From: Mike Snitzer <snitzer@kernel.org>
To: dm-devel@redhat.com
Cc: axboe@kernel.dk, hch@lst.de, ming.lei@redhat.com
Subject: [dm-devel] [dm-5.19 PATCH 16/21] dm: improve bio splitting and associated IO accounting
Date: Sun, 17 Apr 2022 22:27:28 -0400 [thread overview]
Message-ID: <20220418022733.56168-17-snitzer@kernel.org> (raw)
In-Reply-To: <20220418022733.56168-1-snitzer@kernel.org>
[-- Attachment #1: Type: application/octet-stream, Size: 7086 bytes --]
From: Ming Lei <ming.lei@redhat.com>
The current DM code (ab)uses late assignment of dm_io->orig_bio (after
__map_bio() returns and any bio splitting is complete) to indicate the
FS bio has been processed and can be accounted. This results in
awkward waiting until ->orig_bio is set in dm_submit_bio_remap().
Also the bio splitting was implemented using bio_split()+bio_chain()
-- a well-worn pattern but it requires bio cloning purely for the
benefit of more natural IO accounting. The bio_split() result was
stored in ->orig_bio to represent the mapped part of the original FS
bio.
DM has switched to the bdev based IO accounting interface. DM's IO
accounting can be implemented in terms of the original FS bio (now
stored early in ->orig_bio) via access to its sectors/bio_op. And
if/when splitting is needed, set a new DM_IO_WAS_SPLIT flag and use
new dm_io fields of .sector_offset & .sectors to allow IO accounting
for split bios _without_ needing to clone a new bio to store in
->orig_bio.
Signed-off-by: Ming Lei <ming.lei@redhat.com>
Co-developed-by: Mike Snitzer <snitzer@kernel.org>
Signed-off-by: Mike Snitzer <snitzer@kernel.org>
---
drivers/md/dm-core.h | 8 +++++-
drivers/md/dm.c | 75 ++++++++++++++++++++++++++++++++++++----------------
2 files changed, 59 insertions(+), 24 deletions(-)

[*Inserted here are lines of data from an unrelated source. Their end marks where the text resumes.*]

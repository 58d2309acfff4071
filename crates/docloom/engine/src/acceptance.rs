//! Acceptance gate: pure lookups over config and recorded decisions

use docloom_types::{decision_key, AcceptanceDecision, DocumentTypeConfig};
use std::collections::HashMap;

pub struct AcceptanceGate;

impl AcceptanceGate {
    /// Whether the workflow may proceed past a document: acceptance is
    /// not required, or an accepting decision exists
    pub fn can_proceed(
        config: &DocumentTypeConfig,
        decisions: &HashMap<String, AcceptanceDecision>,
        scope_instance_id: Option<&str>,
    ) -> bool {
        if !config.acceptance_required {
            return true;
        }
        decisions
            .get(&decision_key(&config.name, scope_instance_id))
            .is_some_and(|decision| decision.accepted)
    }

    /// Whether a decision is still outstanding
    pub fn is_pending(
        config: &DocumentTypeConfig,
        decisions: &HashMap<String, AcceptanceDecision>,
        scope_instance_id: Option<&str>,
    ) -> bool {
        config.acceptance_required
            && !decisions.contains_key(&decision_key(&config.name, scope_instance_id))
    }

    /// Whether `role` may decide for this document type; an empty
    /// `accepted_by` list means anyone may
    pub fn can_accept(config: &DocumentTypeConfig, role: &str) -> bool {
        config.accepted_by.is_empty() || config.accepted_by.iter().any(|r| r == role)
    }
}
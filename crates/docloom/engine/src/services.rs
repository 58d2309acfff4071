//! External collaborators: generation service and prompt loader
//!
//! Both are trait objects injected into the executors. The engine
//! never talks to a model or a prompt store directly.

use crate::errors::{EngineError, EngineResult};
use async_trait::async_trait;
use std::collections::HashMap;
use std::sync::{Arc, Mutex};

/// The model behind every production step.
///
/// A transport failure here fails the step immediately; the
/// remediation loop only covers structurally-bad-but-received
/// responses.
#[async_trait]
pub trait GenerationService: Send + Sync {
    async fn complete(&self, system_prompt: &str, user_prompt: &str) -> EngineResult<String>;
}

/// Source of role and task prompt text.
///
/// Repeated loads of the same name must return identical content, so
/// results are cacheable.
pub trait PromptLoader: Send + Sync {
    fn load_role(&self, name: &str) -> EngineResult<String>;
    fn load_task(&self, name: &str) -> EngineResult<String>;
}

// ── In-memory prompt loader ──────────────────────────────────────────

/// Prompt loader backed by plain maps, for tests and embedded setups
#[derive(Default)]
pub struct InMemoryPromptLoader {
    roles: HashMap<String, String>,
    tasks: HashMap<String, String>,
}

impl InMemoryPromptLoader {
    pub fn new() -> Self {
        Self::default()
    }

    pub fn with_role(mut self, name: impl Into<String>, text: impl Into<String>) -> Self {
        self.roles.insert(name.into(), text.into());
        self
    }

    pub fn with_task(mut self, name: impl Into<String>, text: impl Into<String>) -> Self {
        self.tasks.insert(name.into(), text.into());
        self
    }
}

impl PromptLoader for InMemoryPromptLoader {
    fn load_role(&self, name: &str) -> EngineResult<String> {
        self.roles
            .get(name)
            .cloned()
            .ok_or_else(|| EngineError::PromptNotFound(format!("role prompt '{}'", name)))
    }

    fn load_task(&self, name: &str) -> EngineResult<String> {
        self.tasks
            .get(name)
            .cloned()
            .ok_or_else(|| EngineError::PromptNotFound(format!("task prompt '{}'", name)))
    }
}

// ── Caching wrapper ──────────────────────────────────────────────────

/// Caches loads from an inner prompt loader.
///
/// The cache is owned by this wrapper, not process-global; `clear`
/// forces a reload after prompts change on the backing store.
pub struct CachedPromptLoader {
    inner: Arc<dyn PromptLoader>,
    roles: Mutex<HashMap<String, String>>,
    tasks: Mutex<HashMap<String, String>>,
}

impl CachedPromptLoader {
    pub fn new(inner: Arc<dyn PromptLoader>) -> Self {
        Self {
            inner,
            roles: Mutex::new(HashMap::new()),
            tasks: Mutex::new(HashMap::new()),
        }
    }

    pub fn clear(&self) {
        self.roles.lock().unwrap_or_else(|e| e.into_inner()).clear();
        self.tasks.lock().unwrap_or_else(|e| e.into_inner()).clear();
    }

    fn cached(
        cache: &Mutex<HashMap<String, String>>,
        name: &str,
        load: impl FnOnce() -> EngineResult<String>,
    ) -> EngineResult<String> {
        let mut cache = cache.lock().unwrap_or_else(|e| e.into_inner());
        if let Some(text) = cache.get(name) {
            return Ok(text.clone());
        }
        let text = load()?;
        cache.insert(name.to_string(), text.clone());
        Ok(text)
    }
}

impl PromptLoader for CachedPromptLoader {
    fn load_role(&self, name: &str) -> EngineResult<String> {
        Self::cached(&self.roles, name, || self.inner.load_role(name))
    }

    fn load_task(&self, name: &str) -> EngineResult<String> {
        Self::cached(&self.tasks, name, || self.inner.load_task(name))
    }
}

#[cfg(test)]
mod tests {
    use super::*;
    use std::sync::atomic::{AtomicUsize, Ordering};

    struct CountingLoader {
        loads: AtomicUsize,
    }

    impl PromptLoader for CountingLoader {
        fn load_role(&self, name: &str) -> EngineResult<String> {
            self.loads.fetch_add(1, Ordering::SeqCst);
            Ok(format!("role:{}", name))
        }

        fn load_task(&self, name: &str) -> EngineResult<String> {
            self.loads.fetch_add(1, Ordering::SeqCst);
            Ok(format!("task:{}", name))
        }
    }

    #[test]
    fn test_in_memory_loader() {
        let loader = InMemoryPromptLoader::new()
            .with_role("planner", "You are a planner.")
            .with_task("Project Brief v1.0", "Write the brief.");
        assert_eq!(loader.load_role("planner").unwrap(), "You are a planner.");
        assert!(matches!(
            loader.load_task("missing"),
            Err(EngineError::PromptNotFound(_))
        ));
    }

    #[test]
    fn test_cached_loader_loads_once() {
        let inner = Arc::new(CountingLoader {
            loads: AtomicUsize::new(0),
        });
        let cached = CachedPromptLoader::new(inner.clone());

        assert_eq!(cached.load_role("planner").unwrap(), "role:planner");
        assert_eq!(cached.load_role("planner").unwrap(), "role:planner");
        assert_eq!(inner.loads.load(Ordering::SeqCst), 1);

        cached.clear();
        cached.load_role("planner").unwrap();
        assert_eq!(inner.loads.load(Ordering::SeqCst), 2);
    }
}
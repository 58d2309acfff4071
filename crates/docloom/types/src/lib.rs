//! Docloom domain types
//!
//! The shared vocabulary of the document-production pipeline:
//!
//! - [`ScopeHierarchy`] — the nesting levels (project → epic → story)
//!   and the cross-scope reference legality rule
//! - [`Workflow`] — the validated, immutable pipeline blueprint
//! - [`WorkflowContext`] — the scope-aware runtime store of one run
//! - [`WorkflowState`] / [`StepState`] — execution state across
//!   pauses, resumes, and retries
//! - [`QaResult`] / [`QuestionSet`] — the gate result records
//!
//! Static validation lives in `docloom-loader`; the runtime lives in
//! `docloom-engine`.

pub mod clarification;
pub mod context;
pub mod errors;
pub mod qa;
pub mod scope;
pub mod state;
pub mod workflow;

pub use clarification::{ClarificationQuestion, QuestionPriority, QuestionSet};
pub use context::{ScopeFrame, WorkflowContext};
pub use errors::{WorkflowError, WorkflowResult};
pub use qa::{FindingSeverity, QaFinding, QaResult};
pub use scope::{classify_reference, ReferenceClass, ScopeHierarchy};
pub use state::{
    decision_key, AcceptanceDecision, IterationProgress, PendingAcceptance, PendingClarification,
    RunStatus, StepState, StepStatus, WorkflowState,
};
pub use workflow::{
    DocumentTypeConfig, EntityTypeConfig, InputReference, IterationConfig, ScopeConfig, StepKind,
    Workflow, WorkflowStep,
};
fn validate_entity_types(entity_types: &Value, errors: &mut Vec<ValidationError>) {
    let Some(entity_types) = entity_types.as_object() else {
        errors.push(ValidationError::new(
            ValidationCode::SchemaInvalid,
            "entity_types",
            "'entity_types' must be an object mapping type name to config",
        ));
        return;
    };
    for (name, config) in entity_types {
        let path = format!("entity_types.{}", name);
        let Some(config) = config.as_object() else {
            errors.push(ValidationError::new(
                ValidationCode::SchemaInvalid,
                path,
                "entity type config must be an object",
            ));
            continue;
        };
        for field in ["name", "parent_doc_type", "creates_scope"] {
            match config.get(field) {
                Some(value) if value.is_string() => {}
                Some(_) => errors.push(ValidationError::new(
                    ValidationCode::SchemaInvalid,
                    format!("{}.{}", path, field),
                    format!("'{}' must be a string", field),
                )),
                None => errors.push(ValidationError::new(
                    ValidationCode::MissingRequiredField,
                    format!("{}.{}", path, field),
                    format!("entity type '{}' is missing '{}'", name, field),
                )),
            }
        }
    }
}

fn validate_step(
    step: &Value,
    path: &str,
    seen_ids: &mut HashSet<String>,
    errors: &mut Vec<ValidationError>,
) {
    let Some(step) = step.as_object() else {
        errors.push(ValidationError::new(
            ValidationCode::SchemaInvalid,
            path,
            "step must be an object",
        ));
        return;
    };

    match step.get("step_id").and_then(Value::as_str) {
        Some(step_id) => {
            if !seen_ids.insert(step_id.to_string()) {
                errors.push(ValidationError::new(
                    ValidationCode::SchemaInvalid,
                    format!("{}.step_id", path),
                    format!("duplicate step id '{}'", step_id),
                ));
            }
        }
        None => errors.push(ValidationError::new(
            ValidationCode::MissingRequiredField,
            format!("{}.step_id", path),
            "step is missing 'step_id'",
        )),
    }

    if step.get("scope").and_then(Value::as_str).is_none() {
        errors.push(ValidationError::new(
            ValidationCode::MissingRequiredField,
            format!("{}.scope", path),
            "step is missing 'scope'",
        ));
    }

    let is_iteration = step.contains_key("iterate_over");
    let has_production_fields = step.contains_key("role")
        || step.contains_key("task_prompt")
        || step.contains_key("produces");

    if is_iteration && has_production_fields {
        errors.push(ValidationError::new(
            ValidationCode::SchemaInvalid,
            path,
            "step mixes iteration and production fields; it must be exactly one",
        ));
        return;
    }

    if is_iteration {
        validate_iteration_step(step, path, seen_ids, errors);
    } else if has_production_fields {
        validate_production_step(step, path, errors);
    } else {
        errors.push(ValidationError::new(
            ValidationCode::SchemaInvalid,
            path,
            "step is neither production-shaped nor iteration-shaped",
        ));
    }
}
//! Clarification records: the "questions only" protocol payload
//!
//! When the generator needs human input instead of producing the
//! requested document, it must respond with a structured question set
//! and nothing else. These types model that payload; the content
//! policy checks live in the engine's clarification gate.

use serde::{Deserialize, Serialize};
use serde_json::Value;

fn default_true() -> bool {
    true
}

/// How badly an answer is needed
#[derive(Clone, Copy, Debug, PartialEq, Eq, Serialize, Deserialize)]
#[serde(rename_all = "lowercase")]
pub enum QuestionPriority {
    Must,
    Should,
    Could,
}

/// One clarification question
#[derive(Clone, Debug, PartialEq, Serialize, Deserialize)]
pub struct ClarificationQuestion {
    pub id: String,
    pub text: String,
    #[serde(default, skip_serializing_if = "Option::is_none")]
    pub why_it_matters: Option<String>,
    pub priority: QuestionPriority,
    pub answer_type: String,
    #[serde(default = "default_true")]
    pub required: bool,
    #[serde(default = "default_true")]
    pub blocking: bool,
    #[serde(default, skip_serializing_if = "Option::is_none")]
    pub choices: Option<Vec<String>>,
    #[serde(default, rename = "default", skip_serializing_if = "Option::is_none")]
    pub default_value: Option<Value>,
}

impl ClarificationQuestion {
    pub fn is_blocking(&self) -> bool {
        self.required && self.blocking
    }
}

/// A full question-set response, including the generator's
/// self-reported content counters
#[derive(Clone, Debug, PartialEq, Serialize, Deserialize)]
pub struct QuestionSet {
    pub mode: String,
    pub questions: Vec<ClarificationQuestion>,
    #[serde(default)]
    pub non_question_line_count: u64,
    #[serde(default)]
    pub declarative_sentence_count: u64,
    #[serde(default)]
    pub answer_leadin_count: u64,
    #[serde(default)]
    pub all_questions_end_with_qmark: bool,
}

#[cfg(test)]
mod tests {
    use super::*;
    use serde_json::json;

    #[test]
    fn test_question_defaults() {
        let question: ClarificationQuestion = serde_json::from_value(json!({
            "id": "q1",
            "text": "Which currency should budgets use?",
            "priority": "must",
            "answer_type": "string"
        }))
        .unwrap();
        assert!(question.required);
        assert!(question.blocking);
        assert!(question.is_blocking());
        assert!(question.choices.is_none());
    }

    #[test]
    fn test_non_blocking_question() {
        let question: ClarificationQuestion = serde_json::from_value(json!({
            "id": "q2",
            "text": "Any preferred naming convention?",
            "priority": "could",
            "answer_type": "string",
            "required": false
        }))
        .unwrap();
        assert!(!question.is_blocking());
    }

    #[test]
    fn test_question_set_parses() {
        let set: QuestionSet = serde_json::from_value(json!({
            "mode": "questions_only",
            "questions": [{
                "id": "q1",
                "text": "What is the target launch date?",
                "priority": "must",
                "answer_type": "date"
            }],
            "non_question_line_count": 0,
            "declarative_sentence_count": 0,
            "answer_leadin_count": 0,
            "all_questions_end_with_qmark": true
        }))
        .unwrap();
        assert_eq!(set.mode, "questions_only");
        assert_eq!(set.questions.len(), 1);
        assert!(set.all_questions_end_with_qmark);
    }
}
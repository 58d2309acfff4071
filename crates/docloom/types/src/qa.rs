//! QA records: mechanical findings from structural/schema checks
//!
//! A `QaResult` is returned, never raised. Warnings are flagged but
//! never fail a check; only error-severity findings do.

use chrono::{DateTime, Utc};
use serde::{Deserialize, Serialize};

/// Severity of a QA finding
#[derive(Clone, Copy, Debug, PartialEq, Eq, Serialize, Deserialize)]
#[serde(rename_all = "lowercase")]
pub enum FindingSeverity {
    Error,
    Warning,
}

/// One mechanical finding against a produced document
#[derive(Clone, Debug, PartialEq, Eq, Serialize, Deserialize)]
pub struct QaFinding {
    pub severity: FindingSeverity,
    /// JSON path locating the offending element
    pub path: String,
    pub message: String,
    /// The rule that produced this finding (e.g. `schema_validation`)
    pub rule: String,
}

impl QaFinding {
    pub fn error(rule: impl Into<String>, path: impl Into<String>, message: impl Into<String>) -> Self {
        Self {
            severity: FindingSeverity::Error,
            path: path.into(),
            message: message.into(),
            rule: rule.into(),
        }
    }

    pub fn warning(
        rule: impl Into<String>,
        path: impl Into<String>,
        message: impl Into<String>,
    ) -> Self {
        Self {
            severity: FindingSeverity::Warning,
            path: path.into(),
            message: message.into(),
            rule: rule.into(),
        }
    }

    pub fn is_error(&self) -> bool {
        self.severity == FindingSeverity::Error
    }
}

/// The outcome of one QA check
#[derive(Clone, Debug, PartialEq, Serialize, Deserialize)]
pub struct QaResult {
    pub passed: bool,
    pub findings: Vec<QaFinding>,
    pub checked_at: DateTime<Utc>,
}

impl QaResult {
    /// A passing result with no findings
    pub fn pass() -> Self {
        Self {
            passed: true,
            findings: Vec::new(),
            checked_at: Utc::now(),
        }
    }

    /// Build from findings; passes iff none has error severity
    pub fn from_findings(findings: Vec<QaFinding>) -> Self {
        let passed = !findings.iter().any(QaFinding::is_error);
        Self {
            passed,
            findings,
            checked_at: Utc::now(),
        }
    }

    /// A failing result with a single error finding
    pub fn single_error(
        rule: impl Into<String>,
        path: impl Into<String>,
        message: impl Into<String>,
    ) -> Self {
        Self::from_findings(vec![QaFinding::error(rule, path, message)])
    }

    pub fn error_count(&self) -> usize {
        self.findings.iter().filter(|f| f.is_error()).count()
    }

    pub fn has_errors(&self) -> bool {
        self.findings.iter().any(QaFinding::is_error)
    }

    pub fn warnings(&self) -> impl Iterator<Item = &QaFinding> {
        self.findings.iter().filter(|f| !f.is_error())
    }
}

#[cfg(test)]
mod tests {
    use super::*;

    #[test]
    fn test_pass() {
        let result = QaResult::pass();
        assert!(result.passed);
        assert_eq!(result.error_count(), 0);
    }

    #[test]
    fn test_warnings_never_fail() {
        let result = QaResult::from_findings(vec![QaFinding::warning(
            "empty_document",
            "$",
            "document is an empty object",
        )]);
        assert!(result.passed);
        assert!(!result.has_errors());
        assert_eq!(result.warnings().count(), 1);
    }

    #[test]
    fn test_any_error_fails() {
        let result = QaResult::from_findings(vec![
            QaFinding::warning("w", "$", "warning"),
            QaFinding::error("schema_validation", "$.title", "missing"),
        ]);
        assert!(!result.passed);
        assert_eq!(result.error_count(), 1);
    }

    #[test]
    fn test_single_error() {
        let result = QaResult::single_error("json_parse", "$", "not valid JSON");
        assert!(!result.passed);
        assert_eq!(result.findings.len(), 1);
        assert_eq!(result.findings[0].rule, "json_parse");
    }
}
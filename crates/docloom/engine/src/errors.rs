//! Engine error types

use thiserror::Error;

#[derive(Debug, Error)]
pub enum EngineError {
    #[error("workflow definition rejected: {0}")]
    Definition(#[from] docloom_loader::LoaderError),

    /// The generation service call itself failed. Transport failures
    /// fail the step immediately and are never retried by remediation.
    #[error("generation service error: {0}")]
    Generation(String),

    #[error("prompt not found: {0}")]
    PromptNotFound(String),

    #[error("step not found: {0}")]
    StepNotFound(String),

    /// A call that needs a pause marker found none, or found one for a
    /// different step
    #[error("invalid engine state: {0}")]
    InvalidState(String),

    #[error("invalid QA schema for '{0}': {1}")]
    InvalidSchema(String, String),

    #[error("persistence error: {0}")]
    Persistence(String),

    #[error("io error: {0}")]
    Io(#[from] std::io::Error),

    #[error("serialization error: {0}")]
    Serialization(#[from] serde_json::Error),

    #[error(transparent)]
    Workflow(#[from] docloom_types::WorkflowError),
}

pub type EngineResult<T> = Result<T, EngineError>;
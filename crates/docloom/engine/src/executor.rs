//! Workflow execution: the top-level cooperative loop
//!
//! One logical thread of control per run. The loop repeatedly picks
//! the first not-yet-completed top-level step and dispatches it;
//! iteration steps fan out nested steps per instance. Clarification
//! and acceptance are process-level pauses: the run is persisted and
//! can resume arbitrarily later, possibly in another process.

use crate::acceptance::AcceptanceGate;
use crate::errors::{EngineError, EngineResult};
use crate::iteration::{IterationHandler, IterationInstance};
use crate::persistence::StatePersistence;
use crate::step_executor::{StepExecutor, StepOutcome};
use docloom_types::{
    AcceptanceDecision, IterationProgress, PendingAcceptance, PendingClarification, RunStatus,
    ScopeHierarchy, Workflow, WorkflowContext, WorkflowState, WorkflowStep,
};
use std::collections::HashMap;
use std::future::Future;
use std::pin::Pin;
use std::sync::Arc;

const DEFAULT_MAX_ATTEMPTS: u32 = 3;

/// Why `run_until_pause` returned
#[derive(Clone, Debug)]
pub enum RunOutcome {
    Completed,
    WaitingAcceptance(PendingAcceptance),
    WaitingClarification(PendingClarification),
    Failed(String),
}

/// Internal control flow between steps
enum Flow {
    Continue,
    Pause(RunOutcome),
}

pub struct WorkflowExecutor {
    workflow: Workflow,
    hierarchy: ScopeHierarchy,
    steps: StepExecutor,
    persistence: Option<Arc<dyn StatePersistence>>,
    max_attempts: u32,
}

impl std::fmt::Debug for WorkflowExecutor {
    fn fmt(&self, f: &mut std::fmt::Formatter<'_>) -> std::fmt::Result {
        f.debug_struct("WorkflowExecutor")
            .field("workflow", &self.workflow)
            .field("hierarchy", &self.hierarchy)
            .field("max_attempts", &self.max_attempts)
            .finish_non_exhaustive()
    }
}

diff --git a/drivers/md/dm-core.h b/drivers/md/dm-core.h
index 8ba99eaa0872..37ddedf61249 100644
--- a/drivers/md/dm-core.h
+++ b/drivers/md/dm-core.h
@@ -267,7 +267,12 @@ struct dm_io {
blk_status_t status;
atomic_t io_count;
struct mapped_device *md;
+
+ /* The three fields represent mapped part of original bio */
struct bio *orig_bio;
+ unsigned int sector_offset; /* offset to end of orig_bio */
+ unsigned int sectors;
+
/* last member of dm_target_io is 'struct bio' */
struct dm_target_io tio;
};
@@ -277,7 +282,8 @@ struct dm_io {
*/
enum {
DM_IO_START_ACCT,
- DM_IO_ACCOUNTED
+ DM_IO_ACCOUNTED,
+ DM_IO_WAS_SPLIT
};
static inline bool dm_io_flagged(struct dm_io *io, unsigned int bit)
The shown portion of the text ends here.